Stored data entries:
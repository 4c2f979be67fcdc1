// ugBC - A retargetable BASIC compiler creating binaries for 8-bit home computers
// Copyright (C) 2026  Marcel Joachim Kloubert <marcel@kloubert.dev>
//
// This program is free software: you can redistribute it and/or modify
// it under the terms of the GNU Affero General Public License as published by
// the Free Software Foundation, either version 3 of the License, or
// (at your option) any later version.
//
// This program is distributed in the hope that it will be useful,
// but WITHOUT ANY WARRANTY; without even the implied warranty of
// MERCHANTABILITY or FITNESS FOR A PARTICULAR PURPOSE.  See the
// GNU Affero General Public License for more details.
//
// You should have received a copy of the GNU Affero General Public License
// along with this program.  If not, see <https://www.gnu.org/licenses/>.

//! Program labels: named (`loop:`) and line numbers.

use crate::error::{CompileError, ErrorCode, Span};
use std::collections::{BTreeMap, HashMap};

/// A branch target written in the program.
#[derive(Debug, Clone, PartialEq, Eq, Hash)]
pub enum LabelTarget {
    Name(String),
    Line(u32),
}

impl LabelTarget {
    /// Symbol of the target in the generated assembly.
    pub fn asm_name(&self) -> String {
        match self {
            LabelTarget::Name(name) => format!("_label_{}", super::variable::sanitize(name)),
            LabelTarget::Line(line) => format!("_line{}", line),
        }
    }
}

impl std::fmt::Display for LabelTarget {
    fn fmt(&self, f: &mut std::fmt::Formatter<'_>) -> std::fmt::Result {
        match self {
            LabelTarget::Name(name) => write!(f, "{}", name),
            LabelTarget::Line(line) => write!(f, "{}", line),
        }
    }
}

/// Defined labels and every reference to them.
#[derive(Debug, Default)]
pub struct Labels {
    named: HashMap<String, Span>,
    lines: BTreeMap<u32, Span>,
    references: Vec<(LabelTarget, Span)>,
}

impl Labels {
    pub fn define(&mut self, target: LabelTarget, span: Span) -> Result<String, CompileError> {
        let name = target.asm_name();
        let duplicate = match &target {
            LabelTarget::Name(n) => self.named.insert(n.clone(), span).is_some(),
            LabelTarget::Line(l) => self.lines.insert(*l, span).is_some(),
        };
        if duplicate {
            return Err(CompileError::new(
                ErrorCode::LabelAlreadyDefined,
                format!("label {} already defined", target),
                span,
            ));
        }
        Ok(name)
    }

    /// Record a use of `target`; it must be defined by the end of the program.
    pub fn reference(&mut self, target: LabelTarget, span: Span) -> String {
        let name = target.asm_name();
        self.references.push((target, span));
        name
    }

    pub fn is_defined(&self, target: &LabelTarget) -> bool {
        match target {
            LabelTarget::Name(n) => self.named.contains_key(n),
            LabelTarget::Line(l) => self.lines.contains_key(l),
        }
    }

    /// Defined line numbers in ascending order.
    pub fn lines(&self) -> impl Iterator<Item = u32> + '_ {
        self.lines.keys().copied()
    }

    /// Fail with E038 on the first reference to an undefined label.
    pub fn verify(&self) -> Result<(), CompileError> {
        for (target, span) in &self.references {
            if !self.is_defined(target) {
                return Err(CompileError::new(
                    ErrorCode::UndefinedLabel,
                    format!("undefined label {}", target),
                    *span,
                ));
            }
        }
        Ok(())
    }
}

#[cfg(test)]
mod tests {
    use super::*;

    #[test]
    fn test_duplicate_label() {
        let mut labels = Labels::default();
        labels
            .define(LabelTarget::Name("start".into()), Span::new(0, 5))
            .unwrap();
        let err = labels
            .define(LabelTarget::Name("start".into()), Span::new(10, 15))
            .unwrap_err();
        assert_eq!(err.code, ErrorCode::LabelAlreadyDefined);
    }

    #[test]
    fn test_forward_reference_verified_at_end() {
        let mut labels = Labels::default();
        assert_eq!(labels.reference(LabelTarget::Line(100), Span::new(3, 6)), "_line100");
        assert_eq!(labels.verify().unwrap_err().code, ErrorCode::UndefinedLabel);
        labels.define(LabelTarget::Line(100), Span::new(20, 23)).unwrap();
        assert!(labels.verify().is_ok());
    }
}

Task statement.
Would you write out all the records exactly as they read?

Answer space.
repository 4c2f979be67fcdc1
// ugBC - A retargetable BASIC compiler creating binaries for 8-bit home computers
// Copyright (C) 2026  Marcel Joachim Kloubert <marcel@kloubert.dev>
//
// This program is free software: you can redistribute it and/or modify
// it under the terms of the GNU Affero General Public License as published by
// the Free Software Foundation, either version 3 of the License, or
// (at your option) any later version.
//
// This program is distributed in the hope that it will be useful,
// but WITHOUT ANY WARRANTY; without even the implied warranty of
// MERCHANTABILITY or FITNESS FOR A PARTICULAR PURPOSE.  See the
// GNU Affero General Public License for more details.
//
// You should have received a copy of the GNU Affero General Public License
// along with this program.  If not, see <https://www.gnu.org/licenses/>.

//! Program labels: named (`loop:`) and line numbers.

use crate::error::{CompileError, ErrorCode, Span};
use std::collections::{BTreeMap, HashMap};

/// A branch target written in the program.
#[derive(Debug, Clone, PartialEq, Eq, Hash)]
pub enum LabelTarget {
    Name(String),
    Line(u32),
}

impl LabelTarget {
    /// Symbol of the target in the generated assembly.
    pub fn asm_name(&self) -> String {
        match self {
            LabelTarget::Name(name) => format!("_label_{}", super::variable::sanitize(name)),
            LabelTarget::Line(line) => format!("_line{}", line),
        }
    }
}

impl std::fmt::Display for LabelTarget {
    fn fmt(&self, f: &mut std::fmt::Formatter<'_>) -> std::fmt::Result {
        match self {
            LabelTarget::Name(name) => write!(f, "{}", name),
            LabelTarget::Line(line) => write!(f, "{}", line),
        }
    }
}

/// Defined labels and every reference to them.
#[derive(Debug, Default)]
pub struct Labels {
    named: HashMap<String, Span>,
    lines: BTreeMap<u32, Span>,
    references: Vec<(LabelTarget, Span)>,
}

impl Labels {
    pub fn define(&mut self, target: LabelTarget, span: Span) -> Result<String, CompileError> {
        let name = target.asm_name();
        let duplicate = match &target {
            LabelTarget::Name(n) => self.named.insert(n.clone(), span).is_some(),
            LabelTarget::Line(l) => self.lines.insert(*l, span).is_some(),
        };
        if duplicate {
            return Err(CompileError::new(
                ErrorCode::LabelAlreadyDefined,
                format!("label {} already defined", target),
                span,
            ));
        }
        Ok(name)
    }

    /// Record a use of `target`; it must be defined by the end of the program.
    pub fn reference(&mut self, target: LabelTarget, span: Span) -> String {
        let name = target.asm_name();
        self.references.push((target, span));
        name
    }

    pub fn is_defined(&self, target: &LabelTarget) -> bool {
        match target {
            LabelTarget::Name(n) => self.named.contains_key(n),
            LabelTarget::Line(l) => self.lines.contains_key(l),
        }
    }

    /// Defined line numbers in ascending order.
    pub fn lines(&self) -> impl Iterator<Item = u32> + '_ {
        self.lines.keys().copied()
    }

    /// Fail with E038 on the first reference to an undefined label.
    pub fn verify(&self) -> Result<(), CompileError> {
        for (target, span) in &self.references {
            if !self.is_defined(target) {
                return Err(CompileError::new(
                    ErrorCode::UndefinedLabel,
                    format!("undefined label {}", target),
                    *span,
                ));
            }
        }
        Ok(())
    }
}

#[cfg(test)]
mod tests {
    use super::*;

    #[test]
    fn test_duplicate_label() {
        let mut labels = Labels::default();
        labels
            .define(LabelTarget::Name("start".into()), Span::new(0, 5))
            .unwrap();
        let err = labels
            .define(LabelTarget::Name("start".into()), Span::new(10, 15))
            .unwrap_err();
        assert_eq!(err.code, ErrorCode::LabelAlreadyDefined);
    }

    #[test]
    fn test_forward_reference_verified_at_end() {
        let mut labels = Labels::default();
        assert_eq!(labels.reference(LabelTarget::Line(100), Span::new(3, 6)), "_line100");
        assert_eq!(labels.verify().unwrap_err().code, ErrorCode::UndefinedLabel);
        labels.define(LabelTarget::Line(100), Span::new(20, 23)).unwrap();
        assert!(labels.verify().is_ok());
    }
}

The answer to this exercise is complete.